[[ Data provided, beginning ]]
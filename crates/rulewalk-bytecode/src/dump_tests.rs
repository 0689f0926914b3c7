use std::num::NonZeroU16;

use rulewalk_core::Colors;

use crate::{CompiledGrammar, GrammarNode, GrammarRule, RuleName, dump};

fn rule(name: &str, begin: u32, end: u32) -> GrammarRule {
    GrammarRule::new(RuleName::new(name).unwrap(), begin, end)
}

#[test]
fn dump_lists_rules_then_nodes() {
    let grammar = CompiledGrammar {
        rules: vec![rule("Expr", 0, 2), rule("Expr", 2, 3), rule("Term", 3, 4)],
        nodes: vec![
            GrammarNode::non_terminal(2..3)
                .unwrap()
                .with_text("Term")
                .unwrap(),
            GrammarNode::terminal(NonZeroU16::new(1), None)
                .unwrap()
                .with_text("PLUS>")
                .unwrap(),
            GrammarNode::terminal(None, None)
                .unwrap()
                .with_text(">")
                .unwrap(),
            GrammarNode::terminal(NonZeroU16::new(2), NonZeroU16::new(3))
                .unwrap()
                .with_text("NUM>PUSH")
                .unwrap(),
        ],
    };

    insta::assert_snapshot!(dump(&grammar, Colors::OFF), @r"
    rules
      0 Expr n0..2
      1 Expr n2..3
      2 Term n3..4
    nodes
      0 Term r2..3
      1 PLUS> v1 a-
      2 > v- a-
      3 NUM>PUSH v2 a3
    ");
}

#[test]
fn dump_pads_indices() {
    let nodes = (0..11)
        .map(|_| GrammarNode::terminal(None, None).unwrap())
        .collect::<Vec<_>>();
    let grammar = CompiledGrammar {
        rules: vec![rule("S", 0, 11)],
        nodes,
    };

    let out = dump(&grammar, Colors::OFF);
    assert!(out.contains("\n   0  v- a-\n"));
    assert!(out.contains("\n  10  v- a-\n"));
}

#[test]
fn dump_with_colors_wraps_names() {
    let grammar = CompiledGrammar {
        rules: vec![rule("S", 0, 0)],
        nodes: Vec::new(),
    };
    let out = dump(&grammar, Colors::ON);
    assert!(out.contains("\x1b[34mS\x1b[0m"));
}
//! Errors that can occur while parsing.

use rulewalk_bytecode::NodeText;
use rulewalk_core::Token;

/// Why a parse stopped. Nodes are identified by their grammar-text word.
#[derive(Debug, Clone, PartialEq, Eq, thiserror::Error)]
pub enum ParseError {
    #[error("no tokens to parse")]
    EmptyInput,

    #[error("token stream does not end with EndOfData")]
    MissingEndOfData,

    /// The grammar consumed `EndOfData` before the end node was reached.
    #[error("ran past the end of the token stream")]
    InputExhausted,

    #[error("failed validator `{node}` at {token}")]
    ValidatorRejected { node: NodeText, token: Token },

    #[error("action `{node}` failed at {token}")]
    ActorFailed { node: NodeText, token: Token },

    #[error("no matching rule for `{symbol}` at {token}")]
    NoMatchingRule { symbol: NodeText, token: Token },

    /// Lookahead accepted more than one alternative.
    #[error("ambiguous rule `{symbol}` at {token}: alternatives {first} and {second} both match")]
    AmbiguousRule {
        symbol: NodeText,
        token: Token,
        first: usize,
        second: usize,
    },

    #[error("rule {rule} is outside the grammar")]
    InvalidRule { rule: usize },

    /// Usually unbounded (left) recursion in the grammar.
    #[error("parse stack overflow (capacity {capacity})")]
    StackFull { capacity: usize },

    #[error("lookahead stack overflow (capacity {capacity})")]
    PeekStackFull { capacity: usize },
}

impl ParseError {
    /// True for errors caused by a bounded stack rather than by the input.
    pub fn is_resource_exhausted(&self) -> bool {
        matches!(
            self,
            ParseError::StackFull { .. } | ParseError::PeekStackFull { .. }
        )
    }
}
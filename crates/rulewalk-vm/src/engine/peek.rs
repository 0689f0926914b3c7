//! Alternative selection by single-token lookahead.
//!
//! The probe walks an alternative left to right until it reaches the first
//! terminal that has a validator, and returns that validator's verdict on the
//! current token. Nested non-terminals are entered through their *first*
//! alternative only, and a walk that runs out of nodes accepts.
//!
//! The probe does not know what the driver has already consumed, so it can
//! accept an alternative whose real continuation would fail, or reject one
//! that only a later alternative of a nested symbol would match. Grammars
//! that need more than that must be written so each alternative starts with a
//! distinguishing terminal.
//!
//! A walk is bounded by its stack depth and by the number of positions it
//! visits, so a rule that re-enters itself without a validator fails with
//! [`ParseError::PeekStackFull`] instead of spinning in place.

use rulewalk_bytecode::{CompiledGrammar, GrammarNode, NodeKind};
use rulewalk_core::{Stack, Token};

use super::context::ParseContext;
use super::error::ParseError;
use super::trace::{NoopTracer, Tracer};

/// Capacity of the probe's position stack.
pub const PEEK_STACK_CAPACITY: usize = 64;

/// A position inside one alternative: rule index and node index.
#[derive(Debug, Clone, Copy, Default, PartialEq, Eq)]
pub struct PeekFrame {
    pub rule: usize,
    pub node: usize,
}

type PeekStack = Stack<PeekFrame, PEEK_STACK_CAPACITY>;

/// Would alternative `rule` plausibly start with `token`?
pub fn try_peek<C>(ctx: &C, token: &Token, rule: usize) -> Result<bool, ParseError>
where
    C: ParseContext + ?Sized,
{
    let grammar = ctx.grammar();
    let mut stack = PeekStack::new();
    enter(grammar, &mut stack, rule)?;

    let mut budget = PEEK_STACK_CAPACITY * grammar.nodes.len().max(1);
    while let Ok(frame) = stack.pop() {
        if budget == 0 {
            return Err(peek_stack_full());
        }
        budget -= 1;

        let end = grammar
            .rule(frame.rule)
            .ok_or(ParseError::InvalidRule { rule: frame.rule })?
            .end as usize;
        let node = grammar
            .nodes
            .get(frame.node)
            .ok_or(ParseError::InvalidRule { rule: frame.rule })?;

        if frame.node + 1 < end {
            push(
                &mut stack,
                PeekFrame {
                    rule: frame.rule,
                    node: frame.node + 1,
                },
            )?;
        }

        match node.kind() {
            NodeKind::Terminal {
                validator: Some(validator),
                ..
            } => return Ok(ctx.check_validator(token, validator)),
            NodeKind::Terminal { validator: None, .. } => {}
            NodeKind::NonTerminal { rules_begin, .. } => {
                enter(grammar, &mut stack, rules_begin as usize)?;
            }
        }
    }

    Ok(true)
}

/// Pick the alternative of non-terminal `node` to expand at `token`.
///
/// A symbol with a single alternative is chosen without probing.
pub fn find_rule<C>(ctx: &C, token: &Token, node: &GrammarNode) -> Result<usize, ParseError>
where
    C: ParseContext + ?Sized,
{
    find_rule_traced(ctx, token, node, &mut NoopTracer)
}

pub(crate) fn find_rule_traced<C, T>(
    ctx: &C,
    token: &Token,
    node: &GrammarNode,
    tracer: &mut T,
) -> Result<usize, ParseError>
where
    C: ParseContext + ?Sized,
    T: Tracer,
{
    let rules = node.rules().unwrap_or_default();
    if rules.len() == 1 {
        return Ok(rules.start);
    }

    let mut found = None;
    for rule in rules {
        let accepted = try_peek(ctx, token, rule)?;
        tracer.trace_peek(rule, accepted);
        if !accepted {
            continue;
        }
        if let Some(first) = found {
            return Err(ParseError::AmbiguousRule {
                symbol: node.label(),
                token: *token,
                first,
                second: rule,
            });
        }
        found = Some(rule);
    }

    found.ok_or(ParseError::NoMatchingRule {
        symbol: node.label(),
        token: *token,
    })
}

/// Queue the first position of `rule`. Empty alternatives queue nothing.
fn enter(grammar: &CompiledGrammar, stack: &mut PeekStack, rule: usize) -> Result<(), ParseError> {
    let r = grammar
        .rule(rule)
        .ok_or(ParseError::InvalidRule { rule })?;
    if r.is_empty() {
        return Ok(());
    }
    push(
        stack,
        PeekFrame {
            rule,
            node: r.begin as usize,
        },
    )
}

fn push(stack: &mut PeekStack, frame: PeekFrame) -> Result<(), ParseError> {
    stack.push(frame).map_err(|_| peek_stack_full())
}

fn peek_stack_full() -> ParseError {
    ParseError::PeekStackFull {
        capacity: PEEK_STACK_CAPACITY,
    }
}
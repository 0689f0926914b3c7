//! Rule and node tables.

use std::ops::Range;

use rulewalk_core::SmallString;
use serde::{Deserialize, Serialize};

use crate::GrammarNode;

/// Rule (non-terminal) name.
pub type RuleName = SmallString<16>;

/// One alternative production of a non-terminal.
///
/// Several rules may share a name; each is one `|`-separated alternative.
#[derive(Debug, Clone, Copy, Default, PartialEq, Eq, Serialize, Deserialize)]
pub struct GrammarRule {
    pub name: RuleName,
    /// First node of the alternative.
    pub begin: u32,
    /// One past the last node.
    pub end: u32,
}

impl GrammarRule {
    pub fn new(name: RuleName, begin: u32, end: u32) -> Self {
        Self { name, begin, end }
    }

    #[inline]
    pub fn node_range(&self) -> Range<usize> {
        self.begin as usize..self.end as usize
    }

    #[inline]
    pub fn len(&self) -> usize {
        self.end.saturating_sub(self.begin) as usize
    }

    #[inline]
    pub fn is_empty(&self) -> bool {
        self.len() == 0
    }
}

/// A compiled grammar: rules sorted by name, plus the nodes they reference.
///
/// Built once, then shared read-only by any number of parses.
#[derive(Debug, Clone, Default, PartialEq, Eq, Serialize, Deserialize)]
pub struct CompiledGrammar {
    pub rules: Vec<GrammarRule>,
    pub nodes: Vec<GrammarNode>,
}

impl CompiledGrammar {
    pub fn new() -> Self {
        Self::default()
    }

    pub fn with_capacity(rules: usize, nodes: usize) -> Self {
        Self {
            rules: Vec::with_capacity(rules),
            nodes: Vec::with_capacity(nodes),
        }
    }

    #[inline]
    pub fn rule(&self, index: usize) -> Option<&GrammarRule> {
        self.rules.get(index)
    }

    /// Nodes of one alternative, in left-to-right order.
    pub fn rule_nodes(&self, index: usize) -> Option<&[GrammarNode]> {
        let rule = self.rules.get(index)?;
        self.nodes.get(rule.node_range())
    }

    /// Range of rules named `name`.
    ///
    /// Binary search; only meaningful once rules are sorted by name.
    pub fn find_rules(&self, name: &str) -> Range<usize> {
        let begin = self.rules.partition_point(|r| r.name.as_str() < name);
        let end = self.rules.partition_point(|r| r.name.as_str() <= name);
        begin..end
    }

    /// Non-terminal node for the symbol `name`, e.g. a start symbol.
    pub fn symbol(&self, name: &str) -> Option<GrammarNode> {
        let rules = self.find_rules(name);
        if rules.is_empty() {
            return None;
        }
        GrammarNode::non_terminal(rules).ok()?.with_text(name).ok()
    }

    /// Distinct rule names in table order.
    pub fn symbols(&self) -> impl Iterator<Item = &str> {
        let mut prev: Option<&str> = None;
        self.rules.iter().filter_map(move |r| {
            let name = r.name.as_str();
            if prev == Some(name) {
                return None;
            }
            prev = Some(name);
            Some(name)
        })
    }
}
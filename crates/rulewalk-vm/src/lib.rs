//! Runtime driver for compiled rulewalk grammars.
//!
//! The driver walks a [`CompiledGrammar`](rulewalk_bytecode::CompiledGrammar)
//! with an explicit bounded stack, choosing between alternatives with a
//! single-token lookahead probe, and calls back into a caller-owned
//! [`ParseContext`] for validation and actions.

pub mod engine;

pub use engine::{
    NoopTracer, PARSE_STACK_CAPACITY, PEEK_STACK_CAPACITY, ParseContext, ParseError, PeekFrame,
    PrintTracer, Tracer, Verbosity, find_rule, parse, parse_with, try_peek,
};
[[ Data provided, end ]]
▶ [Work to be completed] Look above for the line with "pub fn rule(&self, index: usize)" and the line with "The driver walks"; transcribe both and all lines in between, exactly, and nothing else.

▶ [Answer section]
    pub fn rule(&self, index: usize) -> Option<&GrammarRule> {
        self.rules.get(index)
    }

    /// Nodes of one alternative, in left-to-right order.
    pub fn rule_nodes(&self, index: usize) -> Option<&[GrammarNode]> {
        let rule = self.rules.get(index)?;
        self.nodes.get(rule.node_range())
    }

    /// Range of rules named `name`.
    ///
    /// Binary search; only meaningful once rules are sorted by name.
    pub fn find_rules(&self, name: &str) -> Range<usize> {
        let begin = self.rules.partition_point(|r| r.name.as_str() < name);
        let end = self.rules.partition_point(|r| r.name.as_str() <= name);
        begin..end
    }

    /// Non-terminal node for the symbol `name`, e.g. a start symbol.
    pub fn symbol(&self, name: &str) -> Option<GrammarNode> {
        let rules = self.find_rules(name);
        if rules.is_empty() {
            return None;
        }
        GrammarNode::non_terminal(rules).ok()?.with_text(name).ok()
    }

    /// Distinct rule names in table order.
    pub fn symbols(&self) -> impl Iterator<Item = &str> {
        let mut prev: Option<&str> = None;
        self.rules.iter().filter_map(move |r| {
            let name = r.name.as_str();
            if prev == Some(name) {
                return None;
            }
            prev = Some(name);
            Some(name)
        })
    }
}
filename crates/rulewalk-vm/src/lib.rs
//! Runtime driver for compiled rulewalk grammars.
//!
//! The driver walks a [`CompiledGrammar`](rulewalk_bytecode::CompiledGrammar)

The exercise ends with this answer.